I'm looking to buy a Look VO2 stem (110 mm or 120 mm) but can't find any sources on the net.

Any suggestions on where to look would be most appreciated.

Thanks for you help.


----------



## weeve (Dec 4, 2007)

I am UK/Netherlands based. I have a new 100mm stem from a 585 along with and V02 44cm bars (also new, just a little scratch from talking of the sti's when removed from new bike...but thatll be covered in tape anyway)

I need to swap or sell these and replace with a 90mm one stem and VO2 bars in 42cm 

Iff anyone Europe based wants to buy the above or has new stem/bars to sell please post otherwise its off to ebay...
.


----------



## Roadrider22 (May 24, 2006)

I have a new V02 all alloy stem that I would sell for $35 shipped (USA) if interested. PM with your email if interested and want a pic.


----------



## wArden (Dec 20, 2007)

I have a VO2 stem and bar as well that I am looking to get rid of (brand new).


----------



## funknuggets (Feb 4, 2004)

*dude...*



wArden said:


> I have a VO2 stem and bar as well that I am looking to get rid of (brand new).

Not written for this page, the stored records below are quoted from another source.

//! Combining the results of a task's agents into one answer
//!
//! The synthesizer is a pure function over the surviving [`AgentResult`]s. It
//! never sees errored or timed-out participants, so every score here is over
//! the agents that actually answered.

use chrono::{DateTime, Utc};
use schemars::JsonSchema;
use serde::{Deserialize, Serialize};
use std::collections::{HashMap, HashSet};
use std::fmt;

use crate::{
    AgentId,
    capability::{AgentResult, unit_interval},
    plan::DecisionRule,
    task::TaskKind,
    utils::mean,
};

/// Number of synthesized recommendations kept
pub const MAX_RECOMMENDATIONS: usize = 5;
/// Processing time the timeliness score is centred on
pub const REFERENCE_RESPONSE_SECS: f64 = 2.0;
/// Deviation from the reference at which timeliness reaches zero
pub const TIMELINESS_TOLERANCE_SECS: f64 = 10.0;
pub const CONFIDENCE_WEIGHT: f64 = 0.7;
pub const TIMELINESS_WEIGHT: f64 = 0.3;

/// Categorical safety signal derived from the safety-weighted score
#[derive(Debug, Clone, Copy, PartialEq, Eq, Hash, Serialize, Deserialize, JsonSchema)]
#[serde(rename_all = "snake_case")]
pub enum SafetyAssessment {
    High,
    Moderate,
    Low,
    Concern,
}

impl SafetyAssessment {
    /// Thresholds are strict: a score of exactly 0.9 is `Moderate`
    pub fn from_score(score: f64) -> Self {
        if score > 0.9 {
            Self::High
        } else if score > 0.7 {
            Self::Moderate
        } else if score > 0.5 {
            Self::Low
        } else {
            Self::Concern
        }
    }

    pub fn as_str(&self) -> &'static str {
        match self {
            Self::High => "high",
            Self::Moderate => "moderate",
            Self::Low => "low",
            Self::Concern => "concern",
        }
    }
}

impl fmt::Display for SafetyAssessment {
    fn fmt(&self, f: &mut fmt::Formatter<'_>) -> fmt::Result {
        f.write_str(self.as_str())
    }
}

/// Aggregate answer for one completed task
#[derive(Debug, Clone, PartialEq, Serialize, Deserialize, JsonSchema)]
pub struct Consensus {
    /// Mean pairwise overlap of the results' recommendation sets
    pub agreement: f64,
    /// Mean of the results' confidences
    pub confidence: f64,
    /// Most frequent recommendation items, best first
    pub recommendations: Vec<String>,
    /// Items only one result recommended
    pub minority_opinions: Vec<String>,
    pub quality_score: f64,
    pub timeliness_score: f64,
    pub safety_score: f64,
    pub safety: SafetyAssessment,
    pub decision_rule: DecisionRule,
    /// Agents assigned to the task
    pub participants: usize,
    /// Agents whose results went into this consensus
    pub contributors: Vec<AgentId>,
    pub produced_at: DateTime<Utc>,
}

impl Consensus {
    pub fn requires_escalation(&self) -> bool {
        self.safety == SafetyAssessment::Concern
    }
}

/// One surviving result together with its agent's patient safety score
#[derive(Debug, Clone, Copy)]
pub struct Contribution<'a> {
    pub result: &'a AgentResult,
    pub safety_score: f64,
}

#[derive(Debug, Clone, Default)]
pub struct ConsensusSynthesizer;

struct Tally<'a> {
    item: &'a str,
    count: usize,
    max_confidence: f64,
}

impl ConsensusSynthesizer {
    /// Build the consensus, or `None` when no result survived
    pub fn synthesize(
        &self,
        kind: TaskKind,
        decision_rule: DecisionRule,
        participants: usize,
        contributions: &[Contribution<'_>],
    ) -> Option<Consensus> {
        if contributions.is_empty() {
            return None;
        }

        for contribution in contributions {
            if !contribution.result.payload.fits(kind) {
                tracing::debug!(
                    "Agent {} returned a payload not shaped for {} tasks",
                    contribution.result.agent_id,
                    kind
                );
            }
        }

        let sets: Vec<Vec<&str>> = contributions
            .iter()
            .map(|c| dedup(c.result.recommendations()))
            .collect();

        let agreement = agreement(&sets);
        let confidence =
            mean(contributions.iter().map(|c| unit_interval(c.result.confidence))).unwrap_or(0.0);
        let (recommendations, minority_opinions) = rank(&sets, contributions);

        let mean_secs = mean(
            contributions
                .iter()
                .map(|c| c.result.processing_time.as_secs_f64()),
        )
        .unwrap_or(REFERENCE_RESPONSE_SECS);
        let timeliness_score = timeliness(mean_secs);
        let quality_score = CONFIDENCE_WEIGHT * confidence + TIMELINESS_WEIGHT * timeliness_score;

        let safety_score = mean(
            contributions
                .iter()
                .map(|c| unit_interval(c.result.confidence) * unit_interval(c.safety_score)),
        )
        .unwrap_or(0.0);
        let safety = SafetyAssessment::from_score(safety_score);

        tracing::debug!(
            "Consensus over {}/{} results: agreement {:.3}, confidence {:.3}, safety {} ({:.3})",
            contributions.len(),
            participants,
            agreement,
            confidence,
            safety,
            safety_score
        );

        Some(Consensus {
            agreement,
            confidence,
            recommendations,
            minority_opinions,
            quality_score,
            timeliness_score,
            safety_score,
            safety,
            decision_rule,
            participants,
            contributors: contributions.iter().map(|c| c.result.agent_id).collect(),
            produced_at: Utc::now(),
        })
    }
}

/// `1 - |secs - 2| / 10`, clamped to `[0, 1]`
pub fn timeliness(mean_secs: f64) -> f64 {
    (1.0 - (mean_secs - REFERENCE_RESPONSE_SECS).abs() / TIMELINESS_TOLERANCE_SECS).clamp(0.0, 1.0)
}

/// Jaccard index; two empty sets overlap fully
fn overlap(a: &[&str], b: &[&str]) -> f64 {
    let a: HashSet<&str> = a.iter().copied().collect();
    let b: HashSet<&str> = b.iter().copied().collect();
    let union = a.union(&b).count();
    if union == 0 {
        return 1.0;
    }
    a.intersection(&b).count() as f64 / union as f64
}

fn agreement(sets: &[Vec<&str>]) -> f64 {
    if sets.len() < 2 {
        return 1.0;
    }
    let mut pairs = Vec::with_capacity(sets.len() * (sets.len() - 1) / 2);
    for (i, a) in sets.iter().enumerate() {
        for b in &sets[i + 1..] {
            pairs.push(overlap(a, b));
        }
    }
    mean(pairs).unwrap_or(1.0)
}

fn dedup(items: &[String]) -> Vec<&str> {
    let mut seen = HashSet::new();
    items
        .iter()
        .map(String::as_str)
        .filter(|item| seen.insert(*item))
        .collect()
}

/// Top items by result count, then highest confidence, then first appearance;
/// plus the items exactly one result mentioned, in first-seen order
fn rank(sets: &[Vec<&str>], contributions: &[Contribution<'_>]) -> (Vec<String>, Vec<String>) {
    let mut tallies: Vec<Tally<'_>> = Vec::new();
    let mut index: HashMap<&str, usize> = HashMap::new();

    for (set, contribution) in sets.iter().zip(contributions) {
        let confidence = contribution.result.confidence;
        for &item in set {
            match index.get(item) {
                Some(&i) => {
                    let tally = &mut tallies[i];
                    tally.count += 1;
                    tally.max_confidence = tally.max_confidence.max(confidence);
                }
                None => {
                    index.insert(item, tallies.len());
                    tallies.push(Tally {
                        item,
                        count: 1,
                        max_confidence: confidence,
                    });
                }
            }
        }
    }

    let minority = tallies
        .iter()
        .filter(|t| t.count == 1)
        .map(|t| t.item.to_string())
        .collect();

    // tallies are in first-seen order and sort_by is stable
    let mut ranked: Vec<&Tally<'_>> = tallies.iter().collect();
    ranked.sort_by(|a, b| {
        b.count
            .cmp(&a.count)
            .then_with(|| b.max_confidence.total_cmp(&a.max_confidence))
    });
    let top = ranked
        .into_iter()
        .take(MAX_RECOMMENDATIONS)
        .map(|t| t.item.to_string())
        .collect();

    (top, minority)
}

pm me with price and such... thanks.


----------



## groundzero (Oct 25, 2004)

i have a brand new vo2 stem and bar combo in as new condition. located in CA. came off a medium 595 build. will measure them for you if interested.


----------



## Topo Gigio (Jul 14, 2007)

Is any of these stems 110 mm? I'm looking for that size..


----------



## groundzero (Oct 25, 2004)

mines is 11cm


----------



## Roadrider22 (May 24, 2006)

My new V02 alloy stem is 110. $35 shipped.


----------



## heavydutytrek (Mar 9, 2008)

I have a 110mm Vo2 stem and would be willing to trade for a 90mm if any of you guys have one.......PM me if you do!!!


----------



## napman (Sep 7, 2008)

*VO 2 Stem and Bar*

I also am looking to buy a VO 2 stem (110 mm) and bar (either 42 or 44). I just got a new
Look 595 frame from a friend who bought it one size too large and was never happy with the fit. He took the component and now I am trying to build it up.


----------



## napman (Sep 7, 2008)

*Look VO 2 110 stem.*

If any of these is still available please let me know.


----------



## wArden (Dec 20, 2007)

I still have VO2 stem and bar for sale. PM me if interested.


----------